# Another Good Day



## LOAH (Sep 29, 2007)

Today's plan was to hike to a couple of small ponds that probably don't hold fish (but might...) and check them out firsthand. Of course, if they didn't have any fish, I had a couple of backup plans in the works as well.

My hike began early, as the sun was just creeping over the horizon. With the intent of following a tiny stream up to the first pond, I chugged up the mountain hoping to discover a new sweet spot for massive wild cutthroat or brookies.

It was not to be. The higher I climbed, the trickle of water I was following dwindled. Eventually, I ended up at a marshy flat where the spring was. My ponds were never found, however I believe I encountered their swampy graves along my trek. No matter, it was a beautiful morning and I was afforded a trip to another place I'd never seen before.




























With plan A in the books, my new dilemma was to decide which one of my backup plans I'd go with. Deer Creek? Provo River? Strawberry?

Well, I went with Strawberry. Instead of hitting the same old spot I always do, I parked the car at a turnoff and packed my gear into a narrow bay that I've often noticed while driving past.

My first impression was of concern. The water was thick with algae and I hadn't seen a single fish rise. Hesitant, but unwilling to waste the effort I just made to get there, I kicked out into the murk

A worm drifted 2 feet below some small split shot weights and the other rod was rigged with a rainbow Kastmaster. It didn't take very long until I was reeling in my first catch of the day.










Obviously in the slot, I didn't even bother to measure it before its release. It was nice to feel some girth to a smaller cutt though. It fought pretty well too.

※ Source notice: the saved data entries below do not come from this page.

/// Configuration file loading, command-line overrides and validation
#[allow(clippy::module_inception)]
pub mod config;

pub use config::{Config, EventsConfig, NetworkConfig, OutputConfig, Overrides, PerformanceConfig};
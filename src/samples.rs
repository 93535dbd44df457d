//! Core sample types for the host metrics agent
//!
//! This module defines the records produced by the collectors and appended to the
//! CSV logs, together with the raw shapes (drives, adapters) read from the host.
//! Samples are immutable once built: collectors construct them, the output layer
//! serialises them, nothing edits them in between.

use crate::output::LogRecord;
use chrono::{DateTime, SubsecRound, Utc};
use serde::{Deserialize, Serialize};
use std::fmt;

/// Timestamp type for consistent time handling across the application
pub type Timestamp = DateTime<Utc>;

/// Rendering used for every timestamp column
pub const TIMESTAMP_FORMAT: &str = "%Y-%m-%d %H:%M:%S";

pub const DISK_HEADER: &[&str] = &["Timestamp", "Drive", "UsedPercentage"];

pub const EVENT_HEADER: &[&str] = &["Timestamp", "LogName", "EventID", "Level", "Message"];

pub const NETWORK_HEADER: &[&str] = &[
    "Timestamp",
    "InterfaceName",
    "InterfaceIndex",
    "BytesReceived",
    "BytesSent",
    "PacketsReceived",
    "PacketsSent",
];

/// Current instant truncated to whole seconds, the precision of every sample
pub fn collection_time() -> Timestamp {
    Utc::now().trunc_subsecs(0)
}

pub fn format_timestamp(timestamp: &Timestamp) -> String {
    timestamp.format(TIMESTAMP_FORMAT).to_string()
}

/// A host performance counter sampled by the performance collector
#[derive(Debug, Clone, Copy, Serialize, Deserialize, PartialEq, Eq, Hash)]
pub enum Counter {
    /// Total processor utilisation across all cores, 0-100
    #[serde(rename = "ProcessorTimePercent")]
    ProcessorTime,
    /// Memory available to new processes, in mebibytes
    #[serde(rename = "AvailableMemoryMB")]
    AvailableMemory,
    /// Share of physical memory in use, 0-100
    #[serde(rename = "MemoryUsedPercent")]
    MemoryUsed,
    /// Share of swap in use, 0-100
    #[serde(rename = "SwapUsedPercent")]
    SwapUsed,
}

impl Counter {
    pub const ALL: [Counter; 4] = [
        Counter::ProcessorTime,
        Counter::AvailableMemory,
        Counter::MemoryUsed,
        Counter::SwapUsed,
    ];

    /// Column name used in the performance log header
    pub fn column(&self) -> &'static str {
        match self {
            Counter::ProcessorTime => "ProcessorTimePercent",
            Counter::AvailableMemory => "AvailableMemoryMB",
            Counter::MemoryUsed => "MemoryUsedPercent",
            Counter::SwapUsed => "SwapUsedPercent",
        }
    }

    /// Header row for a performance log carrying the given counters
    pub fn header(counters: &[Counter]) -> Vec<String> {
        std::iter::once("Timestamp".to_string())
            .chain(counters.iter().map(|c| c.column().to_string()))
            .collect()
    }
}

impl fmt::Display for Counter {
    fn fmt(&self, f: &mut fmt::Formatter<'_>) -> fmt::Result {
        f.write_str(self.column())
    }
}

/// One row of the performance log: every configured counter for one cycle
#[derive(Debug, Clone, PartialEq)]
pub struct PerformanceSample {
    pub timestamp: Timestamp,
    /// Counter readings in configured column order
    pub values: Vec<(Counter, f64)>,
}

impl PerformanceSample {
    pub fn value(&self, counter: Counter) -> Option<f64> {
        self.values
            .iter()
            .find(|(c, _)| *c == counter)
            .map(|(_, v)| *v)
    }
}

impl LogRecord for PerformanceSample {
    fn fields(&self) -> Vec<String> {
        std::iter::once(format_timestamp(&self.timestamp))
            .chain(self.values.iter().map(|(_, v)| v.to_string()))
            .collect()
    }
}

/// A mounted volume as reported by the host
#[derive(Debug, Clone, PartialEq)]
pub struct Drive {
    pub name: String,
    /// Total capacity in bytes, when the host reports one
    pub capacity: Option<u64>,
    /// Free bytes, when the host reports them
    pub free: Option<u64>,
    /// Used bytes, only present when the host reports usage directly
    pub used: Option<u64>,
}

/// Why a drive cannot produce a usage sample
#[derive(Debug, Clone, Copy, PartialEq, Eq)]
pub enum DriveSkip {
    MissingCapacity,
    ZeroCapacity,
    MissingFreeSpace,
}

impl fmt::Display for DriveSkip {
    fn fmt(&self, f: &mut fmt::Formatter<'_>) -> fmt::Result {
        match self {
            DriveSkip::MissingCapacity => f.write_str("capacity not reported"),
            DriveSkip::ZeroCapacity => f.write_str("capacity is zero"),
            DriveSkip::MissingFreeSpace => f.write_str("neither used nor free space reported"),
        }
    }
}

impl Drive {
    /// Used space in bytes, derived as `capacity - free` when not reported directly
    pub fn used_bytes(&self) -> Result<u64, DriveSkip> {
        let capacity = self.usable_capacity()?;
        match (self.used, self.free) {
            (Some(used), _) => Ok(used),
            (None, Some(free)) => Ok(capacity.saturating_sub(free)),
            (None, None) => Err(DriveSkip::MissingFreeSpace),
        }
    }

    /// Used space as a percentage of capacity
    pub fn used_percentage(&self) -> Result<f64, DriveSkip> {
        let capacity = self.usable_capacity()?;
        let used = self.used_bytes()?;
        Ok(used as f64 / capacity as f64 * 100.0)
    }

    fn usable_capacity(&self) -> Result<u64, DriveSkip> {
        match self.capacity {
            None => Err(DriveSkip::MissingCapacity),
            Some(0) => Err(DriveSkip::ZeroCapacity),
            Some(capacity) => Ok(capacity),
        }
    }
}

/// One row of the disk log
#[derive(Debug, Clone, PartialEq)]
pub struct DiskSample {
    pub timestamp: Timestamp,
    pub drive: String,
    pub used_percentage: f64,
}

impl LogRecord for DiskSample {
    fn fields(&self) -> Vec<String> {
        vec![
            format_timestamp(&self.timestamp),
            self.drive.clone(),
            self.used_percentage.to_string(),
        ]
    }
}

/// Severity of an operating-system event, ordered from least to most severe
#[derive(Debug, Clone, Copy, Serialize, Deserialize, PartialEq, Eq, Hash, PartialOrd, Ord)]
pub enum EventLevel {
    Verbose,
    Information,
    Warning,
    Error,
    Critical,
}

impl EventLevel {
    /// Map a syslog priority (0 = emerg .. 7 = debug) onto an event level
    pub fn from_syslog_priority(priority: u8) -> Self {
        match priority {
            0..=2 => EventLevel::Critical,
            3 => EventLevel::Error,
            4 => EventLevel::Warning,
            5 | 6 => EventLevel::Information,
            _ => EventLevel::Verbose,
        }
    }

    /// Highest syslog priority number still at or above this level
    pub fn max_syslog_priority(&self) -> u8 {
        match self {
            EventLevel::Critical => 2,
            EventLevel::Error => 3,
            EventLevel::Warning => 4,
            EventLevel::Information => 6,
            EventLevel::Verbose => 7,
        }
    }
}

impl fmt::Display for EventLevel {
    fn fmt(&self, f: &mut fmt::Formatter<'_>) -> fmt::Result {
        let name = match self {
            EventLevel::Verbose => "Verbose",
            EventLevel::Information => "Information",
            EventLevel::Warning => "Warning",
            EventLevel::Error => "Error",
            EventLevel::Critical => "Critical",
        };
        f.write_str(name)
    }
}

/// An operating-system event read from one monitored log
#[derive(Debug, Clone, PartialEq)]
pub struct EventRecord {
    /// When the event was created, at full source precision
    pub time_created: Timestamp,
    pub log_name: String,
    pub event_id: String,
    pub level: EventLevel,
    pub message: String,
}

impl LogRecord for EventRecord {
    fn fields(&self) -> Vec<String> {
        vec![
            format_timestamp(&self.time_created),
            self.log_name.clone(),
            self.event_id.clone(),
            self.level.to_string(),
            self.message.clone(),
        ]
    }
}

/// A network interface identified by name and numeric index
#[derive(Debug, Clone, PartialEq, Eq, Hash)]
pub struct Adapter {
    pub name: String,
    pub index: u32,
}

impl Adapter {
    /// True when `filter` names this adapter or equals its index
    pub fn matches(&self, filter: &str) -> bool {
        let filter = filter.trim();
        self.name == filter || self.index.to_string() == filter
    }
}

/// Cumulative traffic counters of one adapter
#[derive(Debug, Clone, Copy, Default, PartialEq, Eq)]
pub struct TrafficCounters {
    pub bytes_received: u64,
    pub bytes_sent: u64,
    pub packets_received: u64,
    pub packets_sent: u64,
}

/// One row of the network log
#[derive(Debug, Clone, PartialEq)]
pub struct NetworkSample {
    pub timestamp: Timestamp,
    pub adapter: Adapter,
    pub counters: TrafficCounters,
}

impl LogRecord for NetworkSample {
    fn fields(&self) -> Vec<String> {
        vec![
            format_timestamp(&self.timestamp),
            self.adapter.name.clone(),
            self.adapter.index.to_string(),
            self.counters.bytes_received.to_string(),
            self.counters.bytes_sent.to_string(),
            self.counters.packets_received.to_string(),
            self.counters.packets_sent.to_string(),
        ]
    }
}

#[cfg(test)]
mod tests {
    use super::*;
    use chrono::TimeZone;

    fn drive(capacity: Option<u64>, free: Option<u64>, used: Option<u64>) -> Drive {
        Drive {
            name: "/data".to_string(),
            capacity,
            free,
            used,
        }
    }

    #[test]
    fn test_event_level_ordering() {
        assert!(EventLevel::Verbose < EventLevel::Information);
        assert!(EventLevel::Information < EventLevel::Warning);
        assert!(EventLevel::Warning < EventLevel::Error);
        assert!(EventLevel::Error < EventLevel::Critical);
    }

    #[test]
    fn test_syslog_priority_mapping() {
        assert_eq!(EventLevel::from_syslog_priority(0), EventLevel::Critical);
        assert_eq!(EventLevel::from_syslog_priority(2), EventLevel::Critical);
        assert_eq!(EventLevel::from_syslog_priority(3), EventLevel::Error);
        assert_eq!(EventLevel::from_syslog_priority(4), EventLevel::Warning);
        assert_eq!(EventLevel::from_syslog_priority(6), EventLevel::Information);
        assert_eq!(EventLevel::from_syslog_priority(7), EventLevel::Verbose);
        assert_eq!(EventLevel::Error.max_syslog_priority(), 3);
    }

    #[test]
    fn test_counter_serialization_uses_column_names() {
        for counter in Counter::ALL {
            let json = serde_json::to_string(&counter).unwrap();
            assert_eq!(json, format!("\"{}\"", counter.column()));
        }
    }

    #[test]
    fn test_performance_header() {
        let header = Counter::header(&[Counter::ProcessorTime, Counter::SwapUsed]);
        assert_eq!(
            header,
            vec!["Timestamp", "ProcessorTimePercent", "SwapUsedPercent"]
        );
    }

    #[test]
    fn test_drive_used_percentage_from_free_space() {
        let d = drive(Some(200), Some(50), None);
        assert_eq!(d.used_bytes(), Ok(150));
        assert!((d.used_percentage().unwrap() - 75.0).abs() < 1e-9);
    }

    #[test]
    fn test_drive_used_percentage_prefers_reported_used() {
        let d = drive(Some(200), Some(50), Some(20));
        assert!((d.used_percentage().unwrap() - 10.0).abs() < 1e-9);
    }

    #[test]
    fn test_drive_without_usable_capacity() {
        assert_eq!(
            drive(Some(0), Some(0), None).used_percentage(),
            Err(DriveSkip::ZeroCapacity)
        );
        assert_eq!(
            drive(None, Some(10), None).used_percentage(),
            Err(DriveSkip::MissingCapacity)
        );
        assert_eq!(
            drive(Some(10), None, None).used_percentage(),
            Err(DriveSkip::MissingFreeSpace)
        );
    }

    #[test]
    fn test_adapter_matches_name_or_index() {
        let adapter = Adapter {
            name: "eth0".to_string(),
            index: 2,
        };
        assert!(adapter.matches("eth0"));
        assert!(adapter.matches("2"));
        assert!(adapter.matches(" 2 "));
        assert!(!adapter.matches("eth1"));
        assert!(!adapter.matches("20"));
    }

    #[test]
    fn test_record_fields() {
        let timestamp = Utc.with_ymd_and_hms(2024, 12, 9, 18, 30, 45).unwrap();
        let sample = NetworkSample {
            timestamp,
            adapter: Adapter {
                name: "wlan0".to_string(),
                index: 3,
            },
            counters: TrafficCounters {
                bytes_received: 10,
                bytes_sent: 20,
                packets_received: 1,
                packets_sent: 2,
            },
        };
        assert_eq!(
            sample.fields(),
            vec!["2024-12-09 18:30:45", "wlan0", "3", "10", "20", "1", "2"]
        );
    }
}
use crate::alerts::threshold::Alert;
use crate::error::AlertError;
use log::{info, warn};

/// Delivery channel for alert notifications
#[cfg_attr(test, mockall::automock)]
pub trait AlertTransport {
    /// Send one notification
    ///
    /// # Errors
    ///
    /// Returns an `AlertError` if the message cannot be built, sent, or is refused.
    fn deliver(&self, subject: &str, body: &str) -> Result<(), AlertError>;
}

/// Outcome of dispatching one alert
#[derive(Debug, Clone, Copy, PartialEq, Eq)]
pub enum Delivery {
    /// No transport configured; the alert went to the diagnostic log only
    LogOnly,
    /// The transport accepted the notification
    Delivered,
    /// The transport failed; the failure was logged and swallowed
    Failed,
}

/// Formats and sends alert notifications
///
/// Every alert is logged as a warning. When a transport is configured the alert is
/// also sent through it, and transport failures are reported as warnings without
/// ever reaching the calling collector.
pub struct AlertDispatcher {
    /// Host name used in notification subjects
    host: String,
    transport: Option<Box<dyn AlertTransport>>,
}

impl AlertDispatcher {
    /// Create a dispatcher that only logs alerts
    pub fn log_only(host: impl Into<String>) -> Self {
        Self {
            host: host.into(),
            transport: None,
        }
    }

    /// Create a dispatcher that logs alerts and sends them through `transport`
    pub fn with_transport(host: impl Into<String>, transport: Box<dyn AlertTransport>) -> Self {
        Self {
            host: host.into(),
            transport: Some(transport),
        }
    }

    pub fn has_transport(&self) -> bool {
        self.transport.is_some()
    }

    /// Dispatch an alert, reporting but never propagating delivery failures
    pub fn dispatch(&self, alert: &Alert) -> Delivery {
        let subject = alert.subject(&self.host);
        let body = alert.body();

        warn!(
            "ALERT: {} on {} at {:.2}% (threshold {})",
            alert.metric, alert.source, alert.value, alert.limit
        );

        let transport = match &self.transport {
            Some(transport) => transport,
            None => return Delivery::LogOnly,
        };

        match transport.deliver(&subject, &body) {
            Ok(()) => {
                info!("Sent alert notification: {}", subject);
                Delivery::Delivered
            }
            Err(e) => {
                warn!("Failed to send alert notification '{}': {}", subject, e);
                Delivery::Failed
            }
        }
    }
}

/// Host name of this machine, for alert subjects
pub fn local_hostname() -> String {
    sysinfo::System::host_name().unwrap_or_else(|| "localhost".to_string())
}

The next three hours or so were very stale and I didn't get a single bite. My float had taken me a pretty good distance from my "camp" on the shore and I thought it best to head back and try another water while the day was still somewhat young.

On my way back to camp, I apparently drifted over a big school of rainbows because my worm rig wouldn't hold still for about 20 minutes. Another 5 minutes and I would've been on shore, getting ready to leave. Instead, I was busy fighting fat rainbows with an attitude. As soon as I would get a hit and rig another worm, it was FISH ON within a couple of minutes.

After all was said and done, 3 good sized rainbows got the net and the stinger, the smallest at 17 thick inches, the largest stretched out to 20! Several others were scrappy enough to shake me off on the retrieve. It's great to see some big rainbows again at the Berry after a couple of seasons catching finless dinks.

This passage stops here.